GARTHWILSON wrote:
As for register widths, my '816 Forth leaves the accumulator in 16-bit mode and the index registers in 8-bit mode almost full time. There are very few places in the code where it gets changed; and after a few instructions, it gets put right back. Those REP and SEP instructions are terribly cryptic and those two by themselves probably scare a lot of people away.
REP and SEP may be cryptic (at least until you get comfortable with them), but they open the door to some interesting programming, as they may be used to clear (REP) or set (SEP) any desired combination of status register bits. There's no such instruction as SEV (set overflow bit), but you can write a macro that does the equivalent:
Code:
sev .macro ;set overflow bit in SR
sep #%01000000
.endm
Lots of flexibility with REP and SEP.
Quote:
For 8- versus 16-bit A and index registers, it only makes sense to make macros that are far more clear than REP and SEP. I called mine ACCUM_8, ACCUM_16, INDEX_8, and INDEX_16, which are far more clear and assemble the appropriate REP or SEP instruction.
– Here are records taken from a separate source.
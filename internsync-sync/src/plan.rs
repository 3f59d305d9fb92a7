//! Change plans and their compilation into backend write operations.
//!
//! ## Row-index policy
//!
//! Update targets are recorded against the sheet as it was read. With
//! [`InsertPolicy::Top`] new rows are inserted directly below the header
//! *before* updates are written, so every update target is shifted down by
//! the number of inserted rows at compile time. With
//! [`InsertPolicy::Append`] new rows land after the last occupied row and
//! update targets are used as-is.

use internsync_core::{types::header_row, InsertPolicy, Posting, RowIndex};

// ---------------------------------------------------------------------------
// Plan
// ---------------------------------------------------------------------------

/// How the plan relates to the current sheet contents.
#[derive(Debug, Clone, Copy, PartialEq, Eq)]
pub enum PlanMode {
    /// The sheet had no data rows: clear it and upload header + every row.
    FullUpload,
    /// Targeted inserts and in-place updates.
    Incremental,
}

/// An in-place refresh of one existing row.
#[derive(Debug, Clone, PartialEq, Eq)]
pub struct RowUpdate {
    /// Row as read at the start of the run.
    pub row: RowIndex,
    /// Stored values before the update.
    pub previous: Posting,
    /// Values to write; annotations already carried over from `previous`.
    pub posting: Posting,
}

/// Output of the reconciliation engine.
#[derive(Debug, Clone, PartialEq, Eq)]
pub struct ChangePlan {
    pub mode: PlanMode,
    /// Postings not yet in the sheet, in extraction order.
    pub inserts: Vec<Posting>,
    pub updates: Vec<RowUpdate>,
    /// Existing postings that need no write.
    pub unchanged: usize,
    /// Extracted postings dropped because an earlier one had the same core key.
    pub duplicates: usize,
    /// Last occupied row of the sheet as read.
    pub last_row: RowIndex,
}

impl ChangePlan {
    pub fn added(&self) -> usize {
        self.inserts.len()
    }

    pub fn updated(&self) -> usize {
        self.updates.len()
    }

    /// True when applying the plan would not touch the sheet.
    pub fn is_empty(&self) -> bool {
        self.inserts.is_empty() && self.updates.is_empty()
    }

    /// Row the `i`-th insert will occupy once applied.
    pub fn insert_row(&self, i: usize, policy: InsertPolicy) -> RowIndex {
        match (self.mode, policy) {
            (PlanMode::FullUpload, _) | (PlanMode::Incremental, InsertPolicy::Top) => {
                RowIndex::FIRST_DATA.shifted(i)
            }
            (PlanMode::Incremental, InsertPolicy::Append) => self.last_row.shifted(1 + i),
        }
    }

    /// Row an update originally addressed at `row` will occupy once inserts
    /// are applied.
    pub fn update_row(&self, row: RowIndex, policy: InsertPolicy) -> RowIndex {
        match policy {
            InsertPolicy::Top => row.shifted(self.inserts.len()),
            InsertPolicy::Append => row,
        }
    }

    /// Ordered backend operations for this plan, with no single write larger
    /// than `batch_rows` rows.
    pub fn compile(&self, policy: InsertPolicy, batch_rows: usize) -> Vec<WriteOp> {
        let batch_rows = batch_rows.max(1);
        if self.is_empty() {
            return Vec::new();
        }

        let mut ops = Vec::new();
        let insert_cells: Vec<Vec<String>> =
            self.inserts.iter().map(Posting::to_cells).collect();

        if self.mode == PlanMode::FullUpload {
            ops.push(WriteOp::Clear);
            ops.push(WriteOp::WriteRows {
                start: RowIndex::HEADER,
                rows: vec![header_row()],
                kind: RowsKind::Header,
            });
            push_batches(
                &mut ops,
                self.insert_row(0, policy),
                insert_cells,
                RowsKind::Added,
                batch_rows,
            );
            return ops;
        }

        let mut updates: Vec<(RowIndex, Vec<String>)> = self
            .updates
            .iter()
            .map(|u| (self.update_row(u.row, policy), u.posting.to_cells()))
            .collect();
        updates.sort_by_key(|(row, _)| *row);

        match policy {
            InsertPolicy::Top => {
                if !insert_cells.is_empty() {
                    ops.push(WriteOp::InsertRows {
                        at: RowIndex::FIRST_DATA,
                        count: insert_cells.len(),
                    });
                    push_batches(
                        &mut ops,
                        self.insert_row(0, policy),
                        insert_cells,
                        RowsKind::Added,
                        batch_rows,
                    );
                }
                push_updates(&mut ops, updates, batch_rows);
            }
            InsertPolicy::Append => {
                push_updates(&mut ops, updates, batch_rows);
                if !insert_cells.is_empty() {
                    push_batches(
                        &mut ops,
                        self.insert_row(0, policy),
                        insert_cells,
                        RowsKind::Added,
                        batch_rows,
                    );
                }
            }
        }
        ops
    }
}

// ---------------------------------------------------------------------------
// Write operations
// ---------------------------------------------------------------------------

/// What a [`WriteOp::WriteRows`] carries, for progress accounting.
#[derive(Debug, Clone, Copy, PartialEq, Eq)]
pub enum RowsKind {
    Header,
    Added,
    Updated,
}

/// One backend call.
#[derive(Debug, Clone, PartialEq, Eq)]
pub enum WriteOp {
    Clear,
    InsertRows {
        at: RowIndex,
        count: usize,
    },
    WriteRows {
        start: RowIndex,
        rows: Vec<Vec<String>>,
        kind: RowsKind,
    },
}

fn push_batches(
    ops: &mut Vec<WriteOp>,
    start: RowIndex,
    rows: Vec<Vec<String>>,
    kind: RowsKind,
    batch_rows: usize,
) {
    let mut next = start;
    let mut rows = rows.into_iter().peekable();
    while rows.peek().is_some() {
        let batch: Vec<Vec<String>> = rows.by_ref().take(batch_rows).collect();
        let len = batch.len();
        ops.push(WriteOp::WriteRows {
            start: next,
            rows: batch,
            kind,
        });
        next = next.shifted(len);
    }
}

/// Coalesce sorted updates on consecutive rows into single writes.
fn push_updates(
    ops: &mut Vec<WriteOp>,
    updates: Vec<(RowIndex, Vec<String>)>,
    batch_rows: usize,
) {
    let mut run_start: Option<RowIndex> = None;
    let mut run: Vec<Vec<String>> = Vec::new();

    for (row, cells) in updates {
        let contiguous = run_start.is_some_and(|start| start.shifted(run.len()) == row);
        if !contiguous {
            if let Some(start) = run_start.take() {
                let rows = std::mem::take(&mut run);
                push_batches(ops, start, rows, RowsKind::Updated, batch_rows);
            }
            run_start = Some(row);
        }
        run.push(cells);
    }
    if let Some(start) = run_start {
        push_batches(ops, start, run, RowsKind::Updated, batch_rows);
    }
}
I think BDD called his LONG_A, etc.. I use the Cross-32 (C32) assembler, and instead of having to tell it LONGI ON etc., it just gives 16-bit unless you preface the operand with "<", like LDX #<$20 which lays down A2 20, not A2 20 00.
LONGA = SEP #%00100000 = 16 bit accumulator
LONGX = SEP #%00010000 = 16 bit .X and .Y
LONGR = SEP #%00110000 = 16 bit everything
SHORTA = REP #%00100000 = 8 bit accumulator
SHORTX = REP #%00010000 = 8 bit .X and .Y
SHORTR = REP #%00110000 = 8 bit everything
Something to keep in mind is that 16 bit loads and stores occur "serially," meaning that memory access is a byte at a time without regard to the settings of the
m and
x bits in the status register. The '816 uses an extra clock cycle to read/write the most significant byte, something that has to be kept in mind in the 8 vs. 16 bit debate. Also, indexing in which .X and .Y are set to 16 bits incurs a one clock cycle penalty. Combine that with a 16 bit load/store operation and LDA SOMEWHERE,X becomes two cycles more expensive than it would if all registers are set to eight bits.
You have to evaluate execution speed against other program factors in deciding whether to process 8 or 16 bits at a time. In most cases, the extra clock cycles involved with 16 bit loads and stores and 16 bit indexing are more than offset by the smaller and generally faster code that results.